Renowned finance scholar, Professor Alex Annan Abakah, from Bentley University, has challenged widespread claims that the Russia-Ukraine war and the COVID-19 pandemic are the main contributors to the decline of the Ghanaian cedi.
At a policy dialogue in Accra, organized by the Public Financial Management Tax Africa Network, Professor Abakah shed light on the cedi’s decline, attributing it mainly to deep-seated structural weaknesses within Ghana’s economy, rather than external factors.
According to Prof. Abakah, his research reveals that the COVID-19 pandemic and the war in Ukraine had a minimal impact on the cedi’s depreciation, with the pandemic contributing a mere 11%.
“Impact of Russia-Ukraine war on cedi depreciation is insignificant; Covid contributed only 11% to the cedi’s depreciation,” he stated, contradicting the widely-held notion about these external factors.

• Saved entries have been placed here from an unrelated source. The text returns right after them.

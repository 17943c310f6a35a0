//! The collector thread.
//!
//! [`spawn`] moves a [`Collector`] onto its own thread. The thread ticks at
//! the current refresh interval, sends every [`Stat`] on an outbound channel
//! and applies [`Command`]s as they arrive between ticks. It stops when the
//! cancel token is set, when either channel is closed by the other side, or
//! when the database connection is lost; in every case the stats sender is
//! dropped so the consumer sees the end of the stream.

use std::sync::mpsc::{self, Receiver, RecvTimeoutError, Sender};
use std::thread::{self, JoinHandle};
use std::time::{Duration, Instant};

use tracing::{error, info, warn};

use super::collector::{CollectError, Collector, Stat};
use super::traits::Database;
use crate::util::CancelToken;
use crate::view::{ExtraStat, View};

/// Longest the thread waits before re-checking the cancel token.
const POLL_INTERVAL: Duration = Duration::from_millis(100);

/// Reconfiguration sent to a running collector.
#[derive(Debug, Clone)]
pub enum Command {
    /// Activate another view and sample it immediately.
    SwitchView(Box<View>),
    /// Change the tick interval, effective from the next tick.
    SetRefresh(Duration),
    SetExtra(ExtraStat),
    SetOrder { column: usize, descending: bool },
    /// Set (`Some`) or clear (`None`) the filter on a column.
    SetFilter {
        column: usize,
        pattern: Option<String>,
    },
    ClearFilters,
}

/// Handle to a collector thread.
pub struct CollectorHandle {
    commands: Sender<Command>,
    thread: JoinHandle<Result<(), CollectError>>,
}

impl CollectorHandle {
    /// Sends a command; `false` once the thread has stopped.
    pub fn send(&self, command: Command) -> bool {
        self.commands.send(command).is_ok()
    }

    /// Closes the command channel and waits for the thread to finish.
    pub fn join(self) -> Result<(), CollectError> {
        drop(self.commands);
        self.thread.join().map_err(|_| CollectError::Panicked)?
    }
}

/// Starts `collector` on a new thread.
pub fn spawn<D>(
    collector: Collector<D>,
    stats: Sender<Stat>,
    cancel: CancelToken,
) -> Result<CollectorHandle, CollectError>
where
    D: Database + Send + 'static,
{
    let (commands, inbox) = mpsc::channel();
    let thread = thread::Builder::new()
        .name("collector".to_string())
        .spawn(move || run(collector, inbox, stats, cancel))
        .map_err(CollectError::Spawn)?;

    Ok(CollectorHandle { commands, thread })
}

/// Runs the collection loop on the current thread.
pub fn run<D: Database>(
    mut collector: Collector<D>,
    commands: Receiver<Command>,
    stats: Sender<Stat>,
    cancel: CancelToken,
) -> Result<(), CollectError> {
    info!(view = %collector.view().name, "collector started");

    // `None` makes the next iteration tick immediately.
    let mut last_tick: Option<Instant> = None;

    let result = loop {
        if cancel.is_cancelled() {
            break Ok(());
        }

        let now = Instant::now();
        let next_tick = last_tick.map(|t| t + collector.refresh());
        if next_tick.is_none_or(|t| now >= t) {
            last_tick = Some(now);
            match collector.update() {
                Ok(stat) => {
                    if stats.send(stat).is_err() {
                        break Ok(());
                    }
                }
                Err(e) => {
                    error!("collector stopped: {}", e);
                    break Err(e);
                }
            }
            continue;
        }

        let wait = next_tick
            .map_or(Duration::ZERO, |t| t.saturating_duration_since(now))
            .min(POLL_INTERVAL);

        match commands.recv_timeout(wait) {
            Ok(Command::SwitchView(view)) => {
                collector.switch_view(*view);
                last_tick = None;
            }
            Ok(Command::SetRefresh(refresh)) => collector.set_refresh(refresh),
            Ok(Command::SetExtra(extra)) => collector.set_extra(extra),
            Ok(Command::SetOrder { column, descending }) => {
                collector.set_order(column, descending);
                if !republish(&mut collector, &stats) {
                    break Ok(());
                }
            }
            Ok(Command::SetFilter { column, pattern }) => {
                match collector.set_filter(column, pattern.as_deref()) {
                    Ok(()) => {
                        if !republish(&mut collector, &stats) {
                            break Ok(());
                        }
                    }
                    Err(e) => warn!("{}", e),
                }
            }
            Ok(Command::ClearFilters) => {
                collector.clear_filters();
                if !republish(&mut collector, &stats) {
                    break Ok(());
                }
            }
            Err(RecvTimeoutError::Timeout) => {}
            Err(RecvTimeoutError::Disconnected) => break Ok(()),
        }
    };

    info!("collector stopped");
    result
}

/// Sends the last result again; `false` when nobody listens any more.
fn republish<D: Database>(collector: &mut Collector<D>, stats: &Sender<Stat>) -> bool {
    match collector.republish() {
        Some(stat) => stats.send(stat).is_ok(),
        None => true,
    }
}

The study further highlighted that that Ghana’s currency displayed relative stability during the Covid-19 pandemic, characterized by a moderate depreciation rate, in contrast to the sharp decline that occurred post-pandemic.
Professor Abakah noted that this change in the cedi’s value prompts crucial inquiries into the underlying internal factors.
“Ghana’s weak economic fundamentals are the primary drivers of the cedi’s depreciation,” he asserted.
The research findings contradicted widespread claims that the Russia-Ukraine conflict significantly impacted the cedi’s depreciation, as the Russian ruble and Ukrainian actually strengthened against the cedi during this time.
“Even the currencies of Russia and Ukraine appreciated against the cedi during the war so there is no point blaming the two warring countries for the cedi’s depreciation,” Prof Abakah noted.
The research findings also highlighted that the Ghanaian currency’s depreciation rate significantly outpaced other African currencies, with Ghana experiencing a staggering decline five times greater than Kenya’s shilling.
The study further disclosed that post-COVID, the cedi’s value depreciated by 104.69%, whereas Kenya’s shilling only depreciated by 21.17%.
According to Professor Abakah, external shocks like the COVID-19 pandemic can have far-reaching impacts on economies worldwide, but the severity of these impacts depends on the strength of a country’s economic fundamentals. Unfortunately, Ghana’s economic framework has proven inadequate, leaving the country vulnerable to prolonged economic challenges.
Professor Abakah emphasized that Ghana’s fiscal imbalance is a major contributor to the country’s economic struggles. He cited that in 2022, the interest-to-revenue ratio was 47.27%, which is higher than the pre-HIPC levels. This means that almost half of the country’s revenue is being used to pay interest, leaving limited resources for essential investments in infrastructure and human capital.
To curb the cedi’s decline, Professor Abakah proposed a comprehensive approach that focuses on restoring fiscal discipline. He recommended introducing debt ceilings to prevent excessive borrowing and ensuring that government spending is aligned with revenue. This approach aims to promote sustainable economic growth and stability.
“There is the need for legislating fiscal discipline by introducing a debt ceiling and ensuring that government spending aligns with revenue,” he stated.
Professor Abakah stressed the importance of long-term investments in infrastructure and human capital development, as these are vital for generating future revenue and creating employment opportunities. He also advocated for Ghana to harness its abundant natural resources to drive industrialization and recommended implementing stronger foreign exchange regulations to stabilize the cedi. This would include controlling the repatriation of profits and dividends by foreign companies, which would help reduce the pressure on the local currency.
Professor John Asafo Agyei, a senior fellow at the Africa Centre for Economic Transformation, also emphasized the need for structural reforms. He noted that Ghana’s economy has remained vulnerable to external pressures due to its heavy reliance on imports since gaining independence.
To address these challenges, Ghana could consider implementing policies that promote domestic production and reduce reliance on imports. This could include investing in key sectors such as agriculture and manufacturing, as well as implementing trade policies that support local businesses. By taking these steps, Ghana can work towards building a more resilient and self-sufficient economy. “We are still relying on imports and it’s made the economy very vulnerable. We are depending on others, and whenever there is a downturn, we suffer for it,” he added.